**How to complete this task**
Retype all of the entries exactly as they appear.

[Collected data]
*** Block opens ***

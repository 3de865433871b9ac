//! SQLite-Implementierung des UserRepository

use async_trait::async_trait;
use uuid::Uuid;
use zugang_core::UserId;

use crate::error::DbError;
use crate::models::{BenutzerRecord, NeuerBenutzer};
use crate::repository::{DbResult, UserRepository};
use crate::sqlite::{pool::SqliteDb, zeit_parsen};

#[async_trait]
impl UserRepository for SqliteDb {
    async fn create(&self, data: NeuerBenutzer<'_>) -> DbResult<BenutzerRecord> {
        let id = UserId::new();
        let jetzt_str = data.erstellt_am.to_rfc3339();

        sqlx::query(
            "INSERT INTO users (id, email, password_hash, is_verified, created_at, updated_at)
             VALUES (?, ?, ?, 0, ?, ?)",
        )
        .bind(id.to_string())
        .bind(data.email)
        .bind(data.password_hash)
        .bind(&jetzt_str)
        .bind(&jetzt_str)
        .execute(&self.pool)
        .await
        .map_err(|e| DbError::aus_sqlx(e, format!("E-Mail '{}' bereits vergeben", data.email)))?;

        Ok(BenutzerRecord {
            id,
            email: data.email.to_string(),
            password_hash: data.password_hash.to_string(),
            is_verified: false,
            created_at: data.erstellt_am,
            updated_at: data.erstellt_am,
        })
    }

    async fn get_by_id(&self, id: UserId) -> DbResult<Option<BenutzerRecord>> {
        let row = sqlx::query(
            "SELECT id, email, password_hash, is_verified, created_at, updated_at
             FROM users WHERE id = ?",
        )
        .bind(id.to_string())
        .fetch_optional(&self.pool)
        .await
        .map_err(|e| DbError::aus_sqlx(e, "users"))?;

        row.map(|r| row_to_benutzer(&r)).transpose()
    }

    async fn get_by_email(&self, email: &str) -> DbResult<Option<BenutzerRecord>> {
        let row = sqlx::query(
            "SELECT id, email, password_hash, is_verified, created_at, updated_at
             FROM users WHERE email = ?",
        )
        .bind(email)
        .fetch_optional(&self.pool)
        .await
        .map_err(|e| DbError::aus_sqlx(e, "users"))?;

        row.map(|r| row_to_benutzer(&r)).transpose()
    }
}

fn row_to_benutzer(row: &sqlx::sqlite::SqliteRow) -> DbResult<BenutzerRecord> {
    use sqlx::Row as _;

    let id_str: String = row.try_get("id")?;
    let id = Uuid::parse_str(&id_str)
        .map_err(|e| DbError::intern(format!("Ungueltige UUID '{id_str}': {e}")))?;

    let created_at: String = row.try_get("created_at")?;
    let updated_at: String = row.try_get("updated_at")?;
    let is_verified: i64 = row.try_get("is_verified")?;

    Ok(BenutzerRecord {
        id: UserId(id),
        email: row.try_get("email")?,
        password_hash: row.try_get("password_hash")?,
        is_verified: is_verified != 0,
        created_at: zeit_parsen("created_at", &created_at)?,
        updated_at: zeit_parsen("updated_at", &updated_at)?,
    })
}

*** Block closes ***

**Result for this exercise**
repository 3de865433871b9ac
//! SQLite-Implementierung des UserRepository

use async_trait::async_trait;
use uuid::Uuid;
use zugang_core::UserId;

use crate::error::DbError;
use crate::models::{BenutzerRecord, NeuerBenutzer};
use crate::repository::{DbResult, UserRepository};
use crate::sqlite::{pool::SqliteDb, zeit_parsen};

#[async_trait]
impl UserRepository for SqliteDb {
    async fn create(&self, data: NeuerBenutzer<'_>) -> DbResult<BenutzerRecord> {
        let id = UserId::new();
        let jetzt_str = data.erstellt_am.to_rfc3339();

        sqlx::query(
            "INSERT INTO users (id, email, password_hash, is_verified, created_at, updated_at)
             VALUES (?, ?, ?, 0, ?, ?)",
        )
        .bind(id.to_string())
        .bind(data.email)
        .bind(data.password_hash)
        .bind(&jetzt_str)
        .bind(&jetzt_str)
        .execute(&self.pool)
        .await
        .map_err(|e| DbError::aus_sqlx(e, format!("E-Mail '{}' bereits vergeben", data.email)))?;

        Ok(BenutzerRecord {
            id,
            email: data.email.to_string(),
            password_hash: data.password_hash.to_string(),
            is_verified: false,
            created_at: data.erstellt_am,
            updated_at: data.erstellt_am,
        })
    }

    async fn get_by_id(&self, id: UserId) -> DbResult<Option<BenutzerRecord>> {
        let row = sqlx::query(
            "SELECT id, email, password_hash, is_verified, created_at, updated_at
             FROM users WHERE id = ?",
        )
        .bind(id.to_string())
        .fetch_optional(&self.pool)
        .await
        .map_err(|e| DbError::aus_sqlx(e, "users"))?;

        row.map(|r| row_to_benutzer(&r)).transpose()
    }

    async fn get_by_email(&self, email: &str) -> DbResult<Option<BenutzerRecord>> {
        let row = sqlx::query(
            "SELECT id, email, password_hash, is_verified, created_at, updated_at
             FROM users WHERE email = ?",
        )
        .bind(email)
        .fetch_optional(&self.pool)
        .await
        .map_err(|e| DbError::aus_sqlx(e, "users"))?;

        row.map(|r| row_to_benutzer(&r)).transpose()
    }
}

fn row_to_benutzer(row: &sqlx::sqlite::SqliteRow) -> DbResult<BenutzerRecord> {
    use sqlx::Row as _;

    let id_str: String = row.try_get("id")?;
    let id = Uuid::parse_str(&id_str)
        .map_err(|e| DbError::intern(format!("Ungueltige UUID '{id_str}': {e}")))?;

    let created_at: String = row.try_get("created_at")?;
    let updated_at: String = row.try_get("updated_at")?;
    let is_verified: i64 = row.try_get("is_verified")?;

    Ok(BenutzerRecord {
        id: UserId(id),
        email: row.try_get("email")?,
        password_hash: row.try_get("password_hash")?,
        is_verified: is_verified != 0,
        created_at: zeit_parsen("created_at", &created_at)?,
        updated_at: zeit_parsen("updated_at", &updated_at)?,
    })
}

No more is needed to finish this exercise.